At least that's the hope of Australian scientists who've begun extracting odor-detecting genes from insects with the goal of turning them into electronic sensors to help grape growers improve their crops.

"We're cloning out and setting up assays for olfactory genes from insects," said Bruce T. Lee, director of food futures program for Australia's National Research Flagship.

Lee is among the thousands of foreign scientists, entrepreneurs and politicians who flocked to McCormick Place on Sunday for the opening of BIO2006, the major trade show for the world's $90 billion biotechnology industry. Participants will compare notes on new ways to manipulate nature, looking for partners, investors and customers from across the globe.

The meeting, which runs through Wednesday, also is drawing critics of genetically modified foods, and police expect protests similar to those that follow the BIO trade show wherever it goes. On Sunday, Chicago police outnumbered the dozen or so activists who chanted and screamed at biotech conference attendees outside the Hyatt Regency Chicago.

Even though consumer resistance has proven a significant stumbling block in marketing genetically modified foods, the international race to discover new ways to enhance foods is moving forward at high speed.

The grape-sniffing project is just one example. Australian researchers say they are on track to harness insects' sense of smell to produce electronic sensors that grape growers could use in just six years.

According to Lee, the goal is to tell growers the best time to irrigate a specific crop and to help them identify the grapes that will produce high-quality wine.
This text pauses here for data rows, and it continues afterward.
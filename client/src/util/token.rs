//! Client-side expiry hint for the session token.
//!
//! Only the `exp` claim of the JWT payload is read; the signature is never
//! checked. A live-looking token proves nothing: the backend decides, and a
//! rejected token comes back as a 401 through the gateway.

#[cfg(test)]
#[path = "token_test.rs"]
mod token_test;

use base64::Engine as _;
use base64::engine::general_purpose::URL_SAFE_NO_PAD;
use serde::Deserialize;

#[derive(Debug, Clone, PartialEq, Eq, thiserror::Error)]
pub enum TokenError {
    #[error("token has no payload segment")]
    Malformed,
    #[error("token payload is not base64url: {0}")]
    Encoding(String),
    #[error("token payload is not a claims object: {0}")]
    Claims(String),
    #[error("token has no exp claim")]
    MissingExpiry,
}

#[derive(Deserialize)]
struct ExpiryClaim {
    exp: Option<f64>,
}

/// Expiry of `token` in seconds since the Unix epoch.
///
/// # Errors
///
/// Returns a [`TokenError`] if the payload segment is missing, is not
/// base64url-encoded JSON, or carries no numeric `exp`.
pub fn token_expiry(token: &str) -> Result<f64, TokenError> {
    let payload = token
        .split('.')
        .nth(1)
        .filter(|p| !p.is_empty())
        .ok_or(TokenError::Malformed)?;
    let bytes = URL_SAFE_NO_PAD
        .decode(payload.trim_end_matches('='))
        .map_err(|e| TokenError::Encoding(e.to_string()))?;
    let claim: ExpiryClaim = serde_json::from_slice(&bytes).map_err(|e| TokenError::Claims(e.to_string()))?;
    claim.exp.ok_or(TokenError::MissingExpiry)
}

/// True iff the expiry decodes and lies strictly after `now_secs`.
pub fn is_live(token: &str, now_secs: f64) -> bool {
    token_expiry(token).is_ok_and(|exp| exp > now_secs)
}

/// Current wall-clock time in seconds since the Unix epoch.
pub fn now_secs() -> f64 {
    #[cfg(feature = "hydrate")]
    {
        js_sys::Date::now() / 1000.0
    }
    #[cfg(not(feature = "hydrate"))]
    {
        std::time::SystemTime::now()
            .duration_since(std::time::UNIX_EPOCH)
            .map_or(0.0, |d| d.as_secs_f64())
    }
}
use leptos::prelude::*;

use super::PageCard;

#[component]
pub fn BookingPage() -> impl IntoView {
    view! { <PageCard title="Book an Appointment" body="Booking form coming soon..."/> }
}
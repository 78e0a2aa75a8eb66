use super::*;

fn sample_user() -> UserProfile {
    UserProfile {
        id: 7,
        email: "ana@example.com".to_owned(),
        first_name: "Ana".to_owned(),
        last_name: "Silva".to_owned(),
        role: Role::Staff,
        phone: None,
        timezone: None,
    }
}

// =============================================================
// Identity
// =============================================================

#[test]
fn user_profile_deserializes_backend_shape() {
    let raw = r#"{"id":7,"email":"ana@example.com","firstName":"Ana","lastName":"Silva","role":"STAFF"}"#;
    let user: UserProfile = serde_json::from_str(raw).unwrap();
    assert_eq!(user, sample_user());
}

#[test]
fn user_profile_rejects_unknown_role() {
    let raw = r#"{"id":7,"email":"a@b.com","firstName":"A","lastName":"B","role":"ROOT"}"#;
    assert!(serde_json::from_str::<UserProfile>(raw).is_err());
}

#[test]
fn user_profile_serializes_camel_case_without_empty_optionals() {
    let json = serde_json::to_value(sample_user()).unwrap();
    assert_eq!(json["firstName"], "Ana");
    assert_eq!(json["role"], "STAFF");
    assert!(json.get("phone").is_none());
}

#[test]
fn display_name_joins_and_trims() {
    let mut user = sample_user();
    assert_eq!(user.display_name(), "Ana Silva");
    user.last_name.clear();
    assert_eq!(user.display_name(), "Ana");
}

#[test]
fn role_labels_match_wire_names() {
    for role in [Role::User, Role::Staff, Role::Admin] {
        let wire = serde_json::to_value(role).unwrap();
        assert_eq!(wire, role.label());
    }
}

#[test]
fn register_data_requires_core_fields() {
    let mut data = RegisterData {
        email: "a@b.com".to_owned(),
        password: "pw".to_owned(),
        first_name: "A".to_owned(),
        last_name: "B".to_owned(),
        ..RegisterData::default()
    };
    assert_eq!(data.validate(), Ok(()));

    data.first_name = "   ".to_owned();
    assert_eq!(data.validate(), Err("First name is required"));

    data.first_name = "A".to_owned();
    data.password.clear();
    assert_eq!(data.validate(), Err("Password is required"));
}

#[test]
fn register_data_omits_missing_phone() {
    let data = RegisterData {
        email: "a@b.com".to_owned(),
        password: "pw".to_owned(),
        first_name: "A".to_owned(),
        last_name: "B".to_owned(),
        ..RegisterData::default()
    };
    let json = serde_json::to_value(&data).unwrap();
    assert_eq!(json["firstName"], "A");
    assert!(json.get("phone").is_none());
}

#[test]
fn auth_response_refresh_token_is_optional() {
    let raw = r#"{"token":"T","user":{"id":1,"email":"a@b.com","firstName":"A","lastName":"B","role":"USER"}}"#;
    let resp: AuthResponse = serde_json::from_str(raw).unwrap();
    assert_eq!(resp.token, "T");
    assert_eq!(resp.refresh_token, None);
    assert_eq!(resp.user.role, Role::User);
}

// =============================================================
// Appointments
// =============================================================

#[test]
fn appointment_query_emits_only_set_filters() {
    let query = AppointmentQuery {
        staff_id: Some(3),
        from: Some("2026-10-16T09:00:00".to_owned()),
        to: Some("2026-10-16T17:00:00".to_owned()),
        ..AppointmentQuery::default()
    };
    assert_eq!(
        query.to_pairs(),
        vec![
            ("staffId".to_owned(), "3".to_owned()),
            ("from".to_owned(), "2026-10-16T09:00:00".to_owned()),
            ("to".to_owned(), "2026-10-16T17:00:00".to_owned()),
        ]
    );
    assert!(AppointmentQuery::default().to_pairs().is_empty());
}

#[test]
fn appointment_status_parses_no_show() {
    let status: AppointmentStatus = serde_json::from_str(r#""NO_SHOW""#).unwrap();
    assert_eq!(status, AppointmentStatus::NoShow);
}

#[test]
fn new_appointment_rejects_reversed_slot() {
    let appt = NewAppointment {
        staff_id: 1,
        service_id: 2,
        start_time: "2026-10-16T10:00:00".to_owned(),
        end_time: "2026-10-16T09:30:00".to_owned(),
        notes: None,
    };
    assert_eq!(appt.validate(), Err("end time must be after start time".to_owned()));
}

#[test]
fn appointment_update_rejects_empty_and_blank_time() {
    assert!(AppointmentUpdate::default().validate().is_err());
    let update = AppointmentUpdate { start_time: Some(" ".to_owned()), ..AppointmentUpdate::default() };
    assert!(update.validate().is_err());
    let update = AppointmentUpdate { notes: Some("bring forms".to_owned()), ..AppointmentUpdate::default() };
    assert_eq!(update.validate(), Ok(()));
}

// =============================================================
// Staff schedule
// =============================================================

fn hours(day: u8, start: &str, end: &str) -> WorkingHours {
    WorkingHours { day_of_week: day, start_time: start.to_owned(), end_time: end.to_owned(), is_active: true }
}

#[test]
fn schedule_update_accepts_valid_week() {
    let update = ScheduleUpdate {
        working_hours: Some(vec![hours(1, "09:00", "17:00"), hours(2, "09:00:00", "12:30:00")]),
        breaks: Some(vec![ScheduleBreak {
            break_type: BreakType::Recurring,
            day_of_week: Some(1),
            start_time: "12:00".to_owned(),
            end_time: "12:45".to_owned(),
            reason: Some("lunch".to_owned()),
        }]),
        is_available: None,
    };
    assert_eq!(update.validate(), Ok(()));
}

#[test]
fn schedule_update_rejects_bad_weekday_and_window() {
    let update = ScheduleUpdate { working_hours: Some(vec![hours(7, "09:00", "17:00")]), ..ScheduleUpdate::default() };
    assert!(update.validate().is_err());
    let update = ScheduleUpdate { working_hours: Some(vec![hours(1, "17:00", "09:00")]), ..ScheduleUpdate::default() };
    assert!(update.validate().is_err());
    let update = ScheduleUpdate { working_hours: Some(vec![hours(1, "9am", "17:00")]), ..ScheduleUpdate::default() };
    assert!(update.validate().is_err());
}

#[test]
fn schedule_update_checks_break_kind_against_weekday() {
    let recurring_without_day = ScheduleBreak {
        break_type: BreakType::Recurring,
        day_of_week: None,
        start_time: "12:00".to_owned(),
        end_time: "13:00".to_owned(),
        reason: None,
    };
    let update = ScheduleUpdate { breaks: Some(vec![recurring_without_day]), ..ScheduleUpdate::default() };
    assert_eq!(update.validate(), Err("recurring break needs a day of week".to_owned()));

    let one_time = ScheduleBreak {
        break_type: BreakType::OneTime,
        day_of_week: None,
        start_time: "2026-12-24T12:00:00".to_owned(),
        end_time: "2026-12-24T18:00:00".to_owned(),
        reason: Some("holiday".to_owned()),
    };
    let update = ScheduleUpdate { breaks: Some(vec![one_time]), ..ScheduleUpdate::default() };
    assert_eq!(update.validate(), Ok(()));
}

#[test]
fn parse_clock_bounds() {
    assert_eq!(parse_clock("00:00"), Some(0));
    assert_eq!(parse_clock("23:59:59"), Some(86_399));
    assert_eq!(parse_clock("24:00"), None);
    assert_eq!(parse_clock("12:60"), None);
    assert_eq!(parse_clock("12"), None);
    assert_eq!(parse_clock("12:00:00:00"), None);
}

// =============================================================
// Profile
// =============================================================

#[test]
fn profile_update_rejects_blank_names() {
    assert!(ProfileUpdate::default().validate().is_err());
    let update = ProfileUpdate { last_name: Some(String::new()), ..ProfileUpdate::default() };
    assert_eq!(update.validate(), Err("last name must not be blank".to_owned()));
    let update = ProfileUpdate { phone: Some(String::new()), ..ProfileUpdate::default() };
    assert_eq!(update.validate(), Ok(()));
}

#[test]
fn profile_update_serializes_only_set_fields() {
    let update = ProfileUpdate { timezone: Some("Europe/Lisbon".to_owned()), ..ProfileUpdate::default() };
    let json = serde_json::to_value(&update).unwrap();
    assert_eq!(json, serde_json::json!({ "timezone": "Europe/Lisbon" }));
}
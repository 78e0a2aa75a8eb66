use std::sync::atomic::{AtomicUsize, Ordering};

use futures::executor::block_on;
use serde_json::json;

use super::*;
use crate::net::types::Role;
use crate::test_support::{ScriptedTransport, json_response, sample_user};
use crate::util::storage::MemoryStorage;

struct Fixture {
    gateway: Gateway<ScriptedTransport>,
    transport: ScriptedTransport,
    store: SessionStore,
    hook_calls: Arc<AtomicUsize>,
}

fn fixture() -> Fixture {
    let transport = ScriptedTransport::default();
    let store = SessionStore::new(Arc::new(MemoryStorage::default()));
    let hook_calls = Arc::new(AtomicUsize::new(0));
    let counter = Arc::clone(&hook_calls);
    let gateway = Gateway::new(
        "http://api.test/api/",
        transport.clone(),
        store.clone(),
        Arc::new(move || {
            counter.fetch_add(1, Ordering::SeqCst);
        }),
    );
    Fixture { gateway, transport, store, hook_calls }
}

// =============================================================
// Request stage
// =============================================================

#[test]
fn anonymous_request_has_no_authorization() {
    let f = fixture();
    f.transport.reply(json_response(200, &json!([])));

    block_on(f.gateway.execute(ApiRequest::get("/services"))).unwrap();

    let sent = &f.transport.sent()[0];
    assert_eq!(sent.url, "http://api.test/api/services");
    assert_eq!(sent.header("Authorization"), None);
    assert_eq!(sent.header("Content-Type"), None);
}

#[test]
fn stored_token_is_attached_as_bearer() {
    let f = fixture();
    f.store.write("abc.def.ghi", &sample_user(Role::User)).unwrap();
    f.transport.reply(json_response(200, &json!({})));

    block_on(f.gateway.execute(ApiRequest::get("/users/me"))).unwrap();

    assert_eq!(f.transport.sent()[0].header("authorization"), Some("Bearer abc.def.ghi"));
}

#[test]
fn token_is_read_at_dispatch_time() {
    let f = fixture();
    f.transport.reply(json_response(200, &json!({})));
    f.transport.reply(json_response(200, &json!({})));

    block_on(f.gateway.execute(ApiRequest::get("/staff"))).unwrap();
    f.store.write("late.token.x", &sample_user(Role::User)).unwrap();
    block_on(f.gateway.execute(ApiRequest::get("/staff"))).unwrap();

    let sent = f.transport.sent();
    assert_eq!(sent[0].header("Authorization"), None);
    assert_eq!(sent[1].header("Authorization"), Some("Bearer late.token.x"));
}

#[test]
fn json_body_sets_content_type_and_query_passes_through() {
    let f = fixture();
    f.transport.reply(json_response(201, &json!({})));
    let request = ApiRequest::post("appointments")
        .json(&json!({ "staffId": 1 }))
        .unwrap()
        .query(vec![("dryRun".to_owned(), "true".to_owned())]);

    block_on(f.gateway.execute(request)).unwrap();

    let sent = &f.transport.sent()[0];
    assert_eq!(sent.url, "http://api.test/api/appointments");
    assert_eq!(sent.header("content-type"), Some("application/json"));
    assert_eq!(sent.body.as_deref(), Some(r#"{"staffId":1}"#));
    assert_eq!(sent.query, vec![("dryRun".to_owned(), "true".to_owned())]);
}

// =============================================================
// Response stage
// =============================================================

#[test]
fn unauthorized_clears_store_runs_hook_and_fails() {
    let f = fixture();
    f.store.write("abc.def.ghi", &sample_user(Role::User)).unwrap();
    f.transport.reply(json_response(401, &json!({ "message": "expired" })));

    let result = block_on(f.gateway.execute(ApiRequest::get("/appointments")));

    assert_eq!(result, Err(ApiError::Unauthorized));
    assert_eq!(f.store.read().unwrap(), None);
    assert_eq!(f.store.token().unwrap(), None);
    assert_eq!(f.hook_calls.load(Ordering::SeqCst), 1);
}

#[test]
fn unauthorized_on_credential_exchange_is_plain_status() {
    let f = fixture();
    f.store.write("abc.def.ghi", &sample_user(Role::User)).unwrap();
    f.transport.reply(json_response(401, &json!({ "message": "Bad credentials" })));

    let result = block_on(f.gateway.execute(ApiRequest::post("/auth/login").credential_exchange()));

    assert_eq!(
        result,
        Err(ApiError::Status { status: 401, message: Some("Bad credentials".to_owned()) })
    );
    assert_eq!(f.hook_calls.load(Ordering::SeqCst), 0);
    assert!(f.store.token().unwrap().is_some());
}

#[test]
fn other_errors_pass_through_with_message() {
    let f = fixture();
    f.transport.reply(json_response(403, &json!({ "message": "Forbidden" })));
    f.transport.reply(Ok(HttpResponse { status: 500, body: String::new() }));

    let forbidden = block_on(f.gateway.execute(ApiRequest::get("/admin/analytics")));
    let crashed = block_on(f.gateway.execute(ApiRequest::get("/admin/analytics")));

    assert_eq!(forbidden, Err(ApiError::Status { status: 403, message: Some("Forbidden".to_owned()) }));
    assert_eq!(crashed, Err(ApiError::Status { status: 500, message: None }));
    assert_eq!(f.hook_calls.load(Ordering::SeqCst), 0);
}

#[test]
fn blank_error_message_is_ignored() {
    assert_eq!(error_message(r#"{"message":"  "}"#), None);
    assert_eq!(error_message("not json"), None);
    assert_eq!(error_message(r#"{"message":"nope"}"#), Some("nope".to_owned()));
}

#[test]
fn transport_errors_propagate() {
    let f = fixture();
    f.transport.reply(Err(ApiError::Transport("offline".to_owned())));

    let result = block_on(f.gateway.execute(ApiRequest::get("/staff")));

    assert_eq!(result, Err(ApiError::Transport("offline".to_owned())));
}

#[test]
fn send_json_decodes_and_reports_mismatch() {
    let f = fixture();
    f.transport.reply(json_response(200, &json!({ "message": "hi" })));
    f.transport.reply(json_response(200, &json!([1, 2])));

    let ok: ErrorBody = block_on(f.gateway.send_json(ApiRequest::get("/x"))).unwrap();
    let bad = block_on(f.gateway.send_json::<ErrorBody>(ApiRequest::get("/x")));

    assert_eq!(ok.message.as_deref(), Some("hi"));
    assert!(matches!(bad, Err(ApiError::Decode(_))));
}

#[test]
fn send_empty_accepts_no_content() {
    let f = fixture();
    f.transport.reply(Ok(HttpResponse { status: 204, body: String::new() }));
    assert_eq!(block_on(f.gateway.send_empty(ApiRequest::delete("/appointments/3"))), Ok(()));
}

#[test]
fn base_url_trailing_slash_is_trimmed() {
    let f = fixture();
    assert_eq!(f.gateway.base_url(), "http://api.test/api");
    assert_eq!(join_url("http://h/api", "/a"), "http://h/api/a");
}

#[test]
fn user_message_prefers_backend_text() {
    assert_eq!(ApiError::Status { status: 400, message: Some("x".to_owned()) }.user_message(), Some("x"));
    assert_eq!(ApiError::Invalid("bad".to_owned()).user_message(), Some("bad"));
    assert_eq!(ApiError::Unauthorized.user_message(), None);
    assert_eq!(ApiError::Transport("t".to_owned()).user_message(), None);
}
Such biotechnology does not require any manipulation of grape genes in order to make better wine. Because of concerns of some consumers, Lee said, researchers are striving to keep such manipulation to a minimum.

By avoiding direct genetic manipulation of crops - the removal or changing of a crop's genes so that its behavior is changed - the industry won't face the regulatory hurdles that greatly extend the time lag from laboratory success to new products in the marketplace.